Exercise requirements:
Write out the full listing, matching it line for line.

Records:
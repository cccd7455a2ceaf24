use crate::constants::{MOUSE_EVENTS, PRIMARY_MOUSE_BUTTON, TOUCH_EVENTS};
use crate::dom::EventListener;
use crate::hero::Shared;
use ripple_core::PointerKind;
use std::rc::{Rc, Weak};
use wasm_bindgen::closure::Closure;
use web_sys as web;

/// Window-level mouse and touch listeners. Dropping them unregisters them.
pub struct PointerListeners {
    mouse: Vec<EventListener<dyn FnMut(web::MouseEvent)>>,
    touch: Vec<EventListener<dyn FnMut(web::TouchEvent)>>,
}

impl PointerListeners {
    pub fn remove(&mut self) {
        self.mouse.clear();
        self.touch.clear();
    }
}

pub fn wire_pointer_handlers(
    window: &web::Window,
    shared: &Rc<Shared>,
) -> anyhow::Result<PointerListeners> {
    let target: &web::EventTarget = window.as_ref();
    let mut mouse = Vec::with_capacity(MOUSE_EVENTS.len());
    for event in MOUSE_EVENTS {
        let closure = Closure::wrap(mouse_handler(event, Rc::downgrade(shared)));
        mouse.push(EventListener::passive(target, event, closure)?);
    }
    let mut touch = Vec::with_capacity(TOUCH_EVENTS.len());
    for event in TOUCH_EVENTS {
        let closure = Closure::wrap(touch_handler(event, Rc::downgrade(shared)));
        touch.push(EventListener::passive(target, event, closure)?);
    }
    Ok(PointerListeners { mouse, touch })
}

fn mouse_handler(event: &'static str, shared: Weak<Shared>) -> Box<dyn FnMut(web::MouseEvent)> {
    Box::new(move |ev: web::MouseEvent| {
        let Some(s) = shared.upgrade() else {
            return;
        };
        let (x, y) = (ev.client_x() as f32, ev.client_y() as f32);
        match event {
            "mousedown" => {
                if ev.button() == PRIMARY_MOUSE_BUTTON {
                    s.pointer_down(x, y, PointerKind::Mouse);
                }
            }
            "mousemove" => s.pointer_move(x, y, PointerKind::Mouse),
            _ => s.pointer_up(),
        }
    })
}

#[inline]
fn first_touch(ev: &web::TouchEvent) -> Option<web::Touch> {
    ev.touches().get(0).or_else(|| ev.changed_touches().get(0))
}

fn touch_handler(event: &'static str, shared: Weak<Shared>) -> Box<dyn FnMut(web::TouchEvent)> {
    Box::new(move |ev: web::TouchEvent| {
        let Some(s) = shared.upgrade() else {
            return;
        };
        match event {
            "touchstart" => {
                if let Some(t) = first_touch(&ev) {
                    s.pointer_down(t.client_x() as f32, t.client_y() as f32, PointerKind::Touch);
                }
            }
            "touchmove" => {
                if let Some(t) = first_touch(&ev) {
                    s.pointer_move(t.client_x() as f32, t.client_y() as f32, PointerKind::Touch);
                }
            }
            _ => s.touch_end(),
        }
    })
}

Answer to this task:
repository cccd7455a2ceaf24
use crate::constants::{MOUSE_EVENTS, PRIMARY_MOUSE_BUTTON, TOUCH_EVENTS};
use crate::dom::EventListener;
use crate::hero::Shared;
use ripple_core::PointerKind;
use std::rc::{Rc, Weak};
use wasm_bindgen::closure::Closure;
use web_sys as web;

/// Window-level mouse and touch listeners. Dropping them unregisters them.
pub struct PointerListeners {
    mouse: Vec<EventListener<dyn FnMut(web::MouseEvent)>>,
    touch: Vec<EventListener<dyn FnMut(web::TouchEvent)>>,
}

impl PointerListeners {
    pub fn remove(&mut self) {
        self.mouse.clear();
        self.touch.clear();
    }
}

pub fn wire_pointer_handlers(
    window: &web::Window,
    shared: &Rc<Shared>,
) -> anyhow::Result<PointerListeners> {
    let target: &web::EventTarget = window.as_ref();
    let mut mouse = Vec::with_capacity(MOUSE_EVENTS.len());
    for event in MOUSE_EVENTS {
        let closure = Closure::wrap(mouse_handler(event, Rc::downgrade(shared)));
        mouse.push(EventListener::passive(target, event, closure)?);
    }
    let mut touch = Vec::with_capacity(TOUCH_EVENTS.len());
    for event in TOUCH_EVENTS {
        let closure = Closure::wrap(touch_handler(event, Rc::downgrade(shared)));
        touch.push(EventListener::passive(target, event, closure)?);
    }
    Ok(PointerListeners { mouse, touch })
}

fn mouse_handler(event: &'static str, shared: Weak<Shared>) -> Box<dyn FnMut(web::MouseEvent)> {
    Box::new(move |ev: web::MouseEvent| {
        let Some(s) = shared.upgrade() else {
            return;
        };
        let (x, y) = (ev.client_x() as f32, ev.client_y() as f32);
        match event {
            "mousedown" => {
                if ev.button() == PRIMARY_MOUSE_BUTTON {
                    s.pointer_down(x, y, PointerKind::Mouse);
                }
            }
            "mousemove" => s.pointer_move(x, y, PointerKind::Mouse),
            _ => s.pointer_up(),
        }
    })
}

#[inline]
fn first_touch(ev: &web::TouchEvent) -> Option<web::Touch> {
    ev.touches().get(0).or_else(|| ev.changed_touches().get(0))
}

fn touch_handler(event: &'static str, shared: Weak<Shared>) -> Box<dyn FnMut(web::TouchEvent)> {
    Box::new(move |ev: web::TouchEvent| {
        let Some(s) = shared.upgrade() else {
            return;
        };
        match event {
            "touchstart" => {
                if let Some(t) = first_touch(&ev) {
                    s.pointer_down(t.client_x() as f32, t.client_y() as f32, PointerKind::Touch);
                }
            }
            "touchmove" => {
                if let Some(t) = first_touch(&ev) {
                    s.pointer_move(t.client_x() as f32, t.client_y() as f32, PointerKind::Touch);
                }
            }
            _ => s.touch_end(),
        }
    })
}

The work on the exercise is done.